* Work instructions:
Each line of the listing that includes the string "outline" needs to be located and copied.

* Given information:

━━━

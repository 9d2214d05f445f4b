// One-dimensional two-body collisions and the momentum curves drawn around them

use std::cmp::Ordering;

use serde::{Deserialize, Serialize};

use crate::config::SMOOTH_STEP_WIDTH;
use crate::{DiagramError, Result};

fn check_masses(m1: f64, m2: f64) -> Result<()> {
    if !(m1 > 0.0 && m2 > 0.0 && m1.is_finite() && m2.is_finite()) {
        return Err(DiagramError::InvalidParameter(format!(
            "masses must be positive and finite, got {} and {}",
            m1, m2
        )));
    }
    Ok(())
}

/// Post-collision velocities of a perfectly elastic head-on collision
pub fn elastic_collision(m1: f64, v1: f64, m2: f64, v2: f64) -> Result<(f64, f64)> {
    check_masses(m1, m2)?;
    let total = m1 + m2;
    let u1 = ((m1 - m2) * v1 + 2.0 * m2 * v2) / total;
    let u2 = ((m2 - m1) * v2 + 2.0 * m1 * v1) / total;
    Ok((u1, u2))
}

/// Common velocity after the bodies stick together
pub fn perfectly_inelastic_collision(m1: f64, v1: f64, m2: f64, v2: f64) -> Result<f64> {
    check_masses(m1, m2)?;
    Ok((m1 * v1 + m2 * v2) / (m1 + m2))
}

/// Sigmoid blend from 0 to 1 centered on `t0`
///
/// `width` is roughly the time it takes to go from 2% to 98%. A non-positive
/// width gives a hard step that takes 0.5 at `t0` itself.
pub fn smooth_step(t: f64, t0: f64, width: f64) -> f64 {
    if width <= 0.0 {
        return match t.partial_cmp(&t0) {
            Some(Ordering::Less) => 0.0,
            Some(Ordering::Greater) => 1.0,
            _ => 0.5,
        };
    }
    1.0 / (1.0 + (-(t - t0) / (width / 4.0)).exp())
}

#[derive(Debug, Clone, Copy, PartialEq, Eq, Serialize, Deserialize)]
#[serde(rename_all = "snake_case")]
pub enum CollisionKind {
    Elastic,
    PerfectlyInelastic,
}

/// A body on the track: mass, center position, velocity and box size
#[derive(Debug, Clone, Copy, PartialEq, Serialize, Deserialize)]
pub struct Body {
    pub mass: f64,
    pub position: f64,
    pub velocity: f64,
    pub size: f64,
}

impl Body {
    pub fn new(mass: f64, position: f64, velocity: f64, size: f64) -> Self {
        Self {
            mass,
            position,
            velocity,
            size,
        }
    }

    pub fn momentum(&self) -> f64 {
        self.mass * self.velocity
    }
}

/// Approach, contact and separation of body `a` (behind) and body `b` (ahead)
#[derive(Debug, Clone, Copy, PartialEq, Serialize, Deserialize)]
pub struct CollisionTimeline {
    a: Body,
    b: Body,
    kind: CollisionKind,
    contact_time: Option<f64>,
    after: (f64, f64),
}

impl CollisionTimeline {
    pub fn new(a: Body, b: Body, kind: CollisionKind) -> Result<Self> {
        let after = match kind {
            CollisionKind::Elastic => elastic_collision(a.mass, a.velocity, b.mass, b.velocity)?,
            CollisionKind::PerfectlyInelastic => {
                let v = perfectly_inelastic_collision(a.mass, a.velocity, b.mass, b.velocity)?;
                (v, v)
            }
        };

        let gap = (b.position - b.size / 2.0) - (a.position + a.size / 2.0);
        if gap < 0.0 {
            return Err(DiagramError::InvalidParameter(format!(
                "bodies overlap by {:.3} at t = 0",
                -gap
            )));
        }
        let closing = a.velocity - b.velocity;
        let contact_time = (closing > 0.0).then(|| gap / closing);

        Ok(Self {
            a,
            b,
            kind,
            contact_time,
            after,
        })
    }

    pub fn kind(&self) -> CollisionKind {
        self.kind
    }

    /// `gap / closing speed`, or `None` when the bodies never meet
    pub fn contact_time(&self) -> Option<f64> {
        self.contact_time
    }

    pub fn velocities_after(&self) -> (f64, f64) {
        self.after
    }

    pub fn velocities(&self, t: f64) -> (f64, f64) {
        match self.contact_time {
            Some(tc) if t > tc => self.after,
            _ => (self.a.velocity, self.b.velocity),
        }
    }

    pub fn positions(&self, t: f64) -> (f64, f64) {
        match self.contact_time {
            Some(tc) if t > tc => {
                let dt = t - tc;
                (
                    self.a.position + self.a.velocity * tc + self.after.0 * dt,
                    self.b.position + self.b.velocity * tc + self.after.1 * dt,
                )
            }
            _ => (
                self.a.position + self.a.velocity * t,
                self.b.position + self.b.velocity * t,
            ),
        }
    }

    /// Momenta with the exchange smoothed over the contact instant
    pub fn momenta(&self, t: f64) -> (f64, f64) {
        let (pa, pb) = (self.a.momentum(), self.b.momentum());
        let Some(tc) = self.contact_time else {
            return (pa, pb);
        };
        let s = smooth_step(t, tc, SMOOTH_STEP_WIDTH);
        let (qa, qb) = (self.a.mass * self.after.0, self.b.mass * self.after.1);
        (pa + (qa - pa) * s, pb + (qb - pb) * s)
    }

    pub fn total_momentum(&self) -> f64 {
        self.a.momentum() + self.b.momentum()
    }

    /// Kinetic energy before and after
    pub fn kinetic_energy(&self) -> (f64, f64) {
        let before = 0.5 * self.a.mass * self.a.velocity.powi(2) + 0.5 * self.b.mass * self.b.velocity.powi(2);
        let after = 0.5 * self.a.mass * self.after.0.powi(2) + 0.5 * self.b.mass * self.after.1.powi(2);
        (before, after)
    }
}
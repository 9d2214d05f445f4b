// Kinematics module: closed-form motion used by the motion figures and the `motion` command
// Every quantity is evaluated directly from its formula; nothing is integrated step by step.

// ======================== MODULE DECLARATIONS ========================
pub mod accelerated;
pub mod collision;
pub mod contact;
pub mod energy;
pub mod presets;
pub mod sampling;
pub mod uniform;

mod _tests_contact;
mod _tests_energy;

// ======================== ONE-DIMENSIONAL MOTION ========================
pub use uniform::{
    UniformAcceleration, // struct - x0, v0, a
    UniformMotion,       // struct - x0, v
};
pub use accelerated::{
    MotionProfile, // struct - piecewise constant-acceleration phases
    Phase,         // struct - duration, acceleration
};
// MotionProfile impl methods:
//   new(x0, v0) -> Self                              - initial state, no phases
//   accelerate(duration, a) / coast(duration) -> Result<Self>
//   state(t) -> (x, v, a) / position / velocity / acceleration / force(t, mass)

// ======================== COLLISIONS ========================
pub use collision::{
    elastic_collision,             // fn(m1, v1, m2, v2) -> Result<(f64, f64)>
    perfectly_inelastic_collision, // fn(m1, v1, m2, v2) -> Result<f64>
    smooth_step,                   // fn(t, t0, width) -> f64, sigmoid blend, hard step at width <= 0
    Body,                          // struct - mass, position, velocity, size
    CollisionKind,                 // enum - Elastic | PerfectlyInelastic
    CollisionTimeline,             // struct - approach, contact, separation
};
pub use contact::SpringContact; // struct - finite-duration impact force model

// ======================== ENERGY ========================
pub use energy::{
    FreeFall,       // struct - drop from rest, stops at the ground
    InclineSlide,   // struct - frictionless slide from rest
    WorkEnergyPush, // struct - constant push over a distance, W = F d cos θ against KE
};

// ======================== SAMPLING ========================
pub use presets::MotionPreset; // enum - named scene motions
pub use sampling::{
    Sample,   // struct - t plus named values
    Timeline, // struct - t_end, fps
};
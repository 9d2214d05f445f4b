// Style module: colors, palettes, themes and per-object style values
// Styling is explicit configuration handed to a Figure, never module-level state

// ======================== MODULE DECLARATIONS ========================
pub mod color;
pub mod palette;
pub mod styles;
pub mod theme;

// Test modules
mod _tests_color;
mod _tests_theme;

// ======================== COLORS ========================
pub use color::Color; // struct - validated sRGB color, serialized as "#rrggbb"
// Color impl methods:
//   rgb(r, g, b) -> Self                         - const constructor
//   hex(value: &str) -> Result<Self>             - parses "#rrggbb" / "#rgb", InvalidColor otherwise
//   to_hex(&self) -> String                      - lowercase "#rrggbb"
//   mix(&self, other, amount) -> Color           - linear blend
//   lighten(&self, amount) -> Color              - blend towards white

// ======================== PALETTES & THEMES ========================
pub use palette::Palette; // struct - named colors (classic / stem_light presets)
pub use theme::{
    Theme,       // struct - palette, background, font, px_per_unit, default_line_width
    ThemePreset, // enum - Classic, StemLight (FromStr: "classic", "stem-light")
};
// Theme impl methods:
//   preset(preset: ThemePreset) -> Self          - built-in theme
//   from_toml_str(text: &str) -> Result<Self>    - partial TOML, defaults for missing keys
//   load(path) -> Result<Self>                   - reads a TOML theme file
//   stroke_width(&self, scale) -> f64            - default_line_width * scale

// ======================== STYLE VALUES ========================
pub use styles::{
    ShapeStyle,  // struct - fill color/opacity plus optional outline
    StrokeStyle, // struct - line color, width (px), opacity, dashed
    TextAnchor,  // enum - Start, Middle, End
    TextStyle,   // struct - label color, size (px), weight, anchor, rotation
};
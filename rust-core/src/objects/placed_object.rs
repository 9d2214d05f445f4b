use crate::geometries::Point;

/// Common accessor points of anything placed in a diagram
///
/// The provided methods are the axis-aligned defaults built from the center and
/// size. Rotated shapes such as [`crate::objects::Block`] override them with
/// edge midpoints of the rotated outline.
pub trait PlacedObject {
    fn center(&self) -> Point;
    fn width(&self) -> f64;
    fn height(&self) -> f64;

    fn top(&self) -> Point {
        self.center() + (0.0, self.height() / 2.0)
    }

    fn bottom(&self) -> Point {
        self.center() - (0.0, self.height() / 2.0)
    }

    fn left(&self) -> Point {
        self.center() - (self.width() / 2.0, 0.0)
    }

    fn right(&self) -> Point {
        self.center() + (self.width() / 2.0, 0.0)
    }

    fn top_left(&self) -> Point {
        self.center() + (-self.width() / 2.0, self.height() / 2.0)
    }

    fn top_right(&self) -> Point {
        self.center() + (self.width() / 2.0, self.height() / 2.0)
    }

    fn bottom_left(&self) -> Point {
        self.center() - (self.width() / 2.0, self.height() / 2.0)
    }

    fn bottom_right(&self) -> Point {
        self.center() + (self.width() / 2.0, -self.height() / 2.0)
    }

    /// Point on the left side at height `y`
    fn left_at(&self, y: f64) -> Point {
        Point::new(self.center().x - self.width() / 2.0, y)
    }

    /// Point on the right side at height `y`
    fn right_at(&self, y: f64) -> Point {
        Point::new(self.center().x + self.width() / 2.0, y)
    }

    /// Point on the top side at abscissa `x`
    fn top_at(&self, x: f64) -> Point {
        Point::new(x, self.center().y + self.height() / 2.0)
    }

    /// Point on the bottom side at abscissa `x`
    fn bottom_at(&self, x: f64) -> Point {
        Point::new(x, self.center().y - self.height() / 2.0)
    }
}
#[cfg(test)]
mod tests {
    use super::super::*;
    use wasm_bindgen_test::*;

    wasm_bindgen_test_configure!(run_in_browser);

    #[wasm_bindgen_test]
    fn test_figure_infos_match_catalog() {
        let infos = figure_infos();
        assert_eq!(infos.len(), figures::catalog().len());
        assert!(infos.iter().any(|info| info.name == "table-pulleys"));
        assert!(infos.iter().all(|info| !info.description.is_empty()));
    }

    #[wasm_bindgen_test]
    fn test_list_figures_round_trips_through_js() {
        let value = list_figures().unwrap();
        let parsed: Vec<FigureInfo> = serde_wasm_bindgen::from_value(value).unwrap();
        assert_eq!(parsed, figure_infos());
    }

    #[wasm_bindgen_test]
    fn test_render_figure_svg() {
        let svg = render_figure_svg("fbd-incline", None).unwrap();
        web_sys::console::log_1(&format!("fbd-incline SVG: {} bytes", svg.len()).into());

        assert!(svg.starts_with("<svg"));
        assert!(svg.trim_end().ends_with("</svg>"));
    }

    #[wasm_bindgen_test]
    fn test_presets_change_the_output() {
        let classic = render_figure_svg("torque", Some("classic".to_string())).unwrap();
        let light = render_figure_svg("torque", Some("stem-light".to_string())).unwrap();
        let default = render_figure_svg("torque", Some(String::new())).unwrap();

        assert_ne!(classic, light);
        assert_eq!(classic, default);
    }

    #[wasm_bindgen_test]
    fn test_unknown_names_are_errors() {
        assert!(WasmFigure::new("no-such-figure", None).is_err());
        assert!(WasmFigure::new("torque", Some("neon".to_string())).is_err());
        assert!(sample_motion("teleport", None, 30.0).is_err());
    }

    #[wasm_bindgen_test]
    fn test_figure_bounds_scale_with_theme() {
        let figure = WasmFigure::new("table-pulleys", None).unwrap();
        let bounds = figure.figure_bounds();
        let scale = physics_diagram::style::Theme::default().px_per_unit;

        assert_eq!(figure.name(), "table-pulleys");
        assert!(figure.command_count() > 0);
        assert!((bounds.width_px - (bounds.max_x - bounds.min_x) * scale).abs() < 1e-9);
        assert!(bounds.height_px > 0.0);
    }

    #[wasm_bindgen_test]
    fn test_sample_motion_ends_at_t_end() {
        let value = sample_motion("free-fall", Some(1.0), 10.0).unwrap();
        let samples: Vec<physics_diagram::kinematics::Sample> =
            serde_wasm_bindgen::from_value(value).unwrap();

        assert_eq!(samples.len(), 11);
        assert!((samples[samples.len() - 1].t - 1.0).abs() < 1e-12);
        assert!(samples[0].get("height").is_some());
    }
}
use serde::{Deserialize, Serialize};
use std::str::FromStr;
use wasm_bindgen::prelude::*;

use physics_diagram::style::{Theme, ThemePreset};
use physics_diagram::DiagramError;

/// Gallery entry for JavaScript interop
#[derive(Serialize, Deserialize, Clone, Debug, PartialEq)]
pub struct FigureInfo {
    pub name: String,
    pub description: String,
}

/// Visible region of a figure in world units and SVG pixels
#[derive(Serialize, Deserialize, Clone, Debug, PartialEq)]
pub struct FigureBounds {
    pub min_x: f64,
    pub min_y: f64,
    pub max_x: f64,
    pub max_y: f64,
    pub width_px: f64,
    pub height_px: f64,
}

/// Theme from a preset name; `None` or an empty string means the classic look
pub fn theme_for(preset: Option<String>) -> Result<Theme, DiagramError> {
    match preset.as_deref().map(str::trim) {
        None | Some("") => Ok(Theme::default()),
        Some(name) => Ok(Theme::preset(ThemePreset::from_str(name)?)),
    }
}

pub fn to_js_error(err: DiagramError) -> JsValue {
    JsValue::from_str(&err.to_string())
}
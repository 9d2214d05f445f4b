#[cfg(test)]
mod _tests_annotations {
    use super::super::annotations::{AngleArc, CoordAxes, FormulaBox};
    use crate::geometries::{Point, Transform2D};
    use crate::render::{DrawCommand, Figure};
    use approx::assert_abs_diff_eq;

    fn assert_point_approx_eq(a: Point, b: Point, epsilon: f64) {
        if !a.approx_eq(b, epsilon) {
            panic!("Points not approximately equal: {} != {}", a, b);
        }
    }

    #[test]
    fn test_angle_arc_label_on_bisector() {
        let arc = AngleArc::new((0.0, 0.0), 1.0, 0.0, 90.0).with_label("θ");
        let expected = Point::from_angle(45f64.to_radians()) * 1.3;
        assert_point_approx_eq(arc.label_position(), expected, 1e-12);
    }

    #[test]
    fn test_angle_arc_is_dashed() {
        let mut figure = Figure::default();
        figure.add(&AngleArc::new((0.0, 0.0), 1.0, 10.0, 40.0));

        assert_eq!(figure.len(), 1);
        match &figure.items()[0].command {
            DrawCommand::Arc { stroke, start_deg, end_deg, .. } => {
                assert!(stroke.dashed);
                assert_abs_diff_eq!(*start_deg, 10.0);
                assert_abs_diff_eq!(*end_deg, 40.0);
            }
            other => panic!("Expected arc, got {:?}", other),
        }
    }

    #[test]
    fn test_axes_are_orthogonal() {
        for i in 0..8 {
            let axes = CoordAxes::new((1.0, 1.0), 45.0 * i as f64).with_length(2.0);
            let x = axes.x_end() - Point::new(1.0, 1.0);
            let y = axes.y_end() - Point::new(1.0, 1.0);
            assert_abs_diff_eq!(x.dot(y), 0.0, epsilon = 1e-12);
            assert_abs_diff_eq!(x.norm(), 2.0, epsilon = 1e-12);
            // y' is x' turned a quarter counterclockwise
            assert_abs_diff_eq!(x.x * y.y - x.y * y.x, 4.0, epsilon = 1e-12);
        }
    }

    #[test]
    fn test_axes_from_frame_follow_tangent_and_normal() {
        let frame = Transform2D::from_degrees((2.0, 0.0), -30.0);
        let axes = CoordAxes::from_frame(&frame);

        assert_point_approx_eq(axes.x_end(), frame.origin() + frame.tangent() * 1.5, 1e-12);
        assert_point_approx_eq(axes.y_end(), frame.origin() + frame.normal() * 1.5, 1e-12);
    }

    #[test]
    fn test_axes_draw_two_arrows_and_labels() {
        let mut figure = Figure::default();
        figure.add(&CoordAxes::new((0.0, 0.0), 0.0).with_labels("x", "y"));

        let arrows = figure
            .items()
            .iter()
            .filter(|item| matches!(item.command, DrawCommand::Arrow { .. }))
            .count();
        assert_eq!(arrows, 2);
        assert_eq!(figure.len(), 4);
    }

    #[test]
    fn test_formula_box_grows_with_text() {
        let short = FormulaBox::new((0.0, 0.0), "F = ma");
        let long = FormulaBox::new((0.0, 0.0), "F = ma\na = g sin θ - μ g cos θ");

        let (sw, sh) = short.half_extents(60.0);
        let (lw, lh) = long.half_extents(60.0);
        assert!(lw > sw);
        assert!(lh > sh);
    }

    #[test]
    fn test_formula_box_panel_centered() {
        let mut figure = Figure::default();
        figure.add(&FormulaBox::new((3.0, 2.0), "p = mv"));

        match &figure.items()[0].command {
            DrawCommand::Polygon { points, style } => {
                let center = points[0].midpoint(points[2]);
                assert_point_approx_eq(center, Point::new(3.0, 2.0), 1e-12);
                assert_abs_diff_eq!(style.fill_opacity, 0.8);
            }
            other => panic!("Expected polygon, got {:?}", other),
        }
    }
}
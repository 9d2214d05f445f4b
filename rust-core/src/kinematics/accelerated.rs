// Piecewise constant-acceleration motion (push, then coast)

use serde::{Deserialize, Serialize};

use crate::{DiagramError, Result};

/// One stretch of constant acceleration
#[derive(Debug, Clone, Copy, PartialEq, Serialize, Deserialize)]
pub struct Phase {
    pub duration: f64,
    pub acceleration: f64,
}

/// Sequence of constant-acceleration phases starting at `t = 0`
///
/// Position and velocity are continuous across phase boundaries. After the
/// last phase the body keeps its final velocity; before `t = 0` it sits at
/// the initial state.
#[derive(Debug, Clone, PartialEq, Default, Serialize, Deserialize)]
pub struct MotionProfile {
    x0: f64,
    v0: f64,
    phases: Vec<Phase>,
}

impl MotionProfile {
    pub fn new(x0: f64, v0: f64) -> Self {
        Self {
            x0,
            v0,
            phases: Vec::new(),
        }
    }

    /// Append a phase of constant acceleration `a`
    pub fn accelerate(mut self, duration: f64, a: f64) -> Result<Self> {
        if !duration.is_finite() || duration < 0.0 {
            return Err(DiagramError::InvalidParameter(format!(
                "phase duration must be finite and non-negative, got {}",
                duration
            )));
        }
        if !a.is_finite() {
            return Err(DiagramError::InvalidParameter(format!(
                "acceleration must be finite, got {}",
                a
            )));
        }
        self.phases.push(Phase {
            duration,
            acceleration: a,
        });
        Ok(self)
    }

    /// Append a phase with no net force
    pub fn coast(self, duration: f64) -> Result<Self> {
        self.accelerate(duration, 0.0)
    }

    pub fn phases(&self) -> &[Phase] {
        &self.phases
    }

    pub fn total_duration(&self) -> f64 {
        self.phases.iter().map(|p| p.duration).sum()
    }

    /// `(position, velocity, acceleration)` at time `t`
    pub fn state(&self, t: f64) -> (f64, f64, f64) {
        let (mut x, mut v) = (self.x0, self.v0);
        if t <= 0.0 {
            return (x, v, 0.0);
        }

        let mut start = 0.0;
        for phase in &self.phases {
            let local = t - start;
            if local < phase.duration {
                let a = phase.acceleration;
                return (x + v * local + 0.5 * a * local * local, v + a * local, a);
            }
            let d = phase.duration;
            x += v * d + 0.5 * phase.acceleration * d * d;
            v += phase.acceleration * d;
            start += d;
        }
        (x + v * (t - start), v, 0.0)
    }

    pub fn position(&self, t: f64) -> f64 {
        self.state(t).0
    }

    pub fn velocity(&self, t: f64) -> f64 {
        self.state(t).1
    }

    pub fn acceleration(&self, t: f64) -> f64 {
        self.state(t).2
    }

    /// Net force on a body of `mass` at time `t`
    pub fn force(&self, t: f64, mass: f64) -> f64 {
        mass * self.acceleration(t)
    }
}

━━━

* Answer section:
    ShapeStyle,  // struct - fill color/opacity plus optional outline
/// edge midpoints of the rotated outline.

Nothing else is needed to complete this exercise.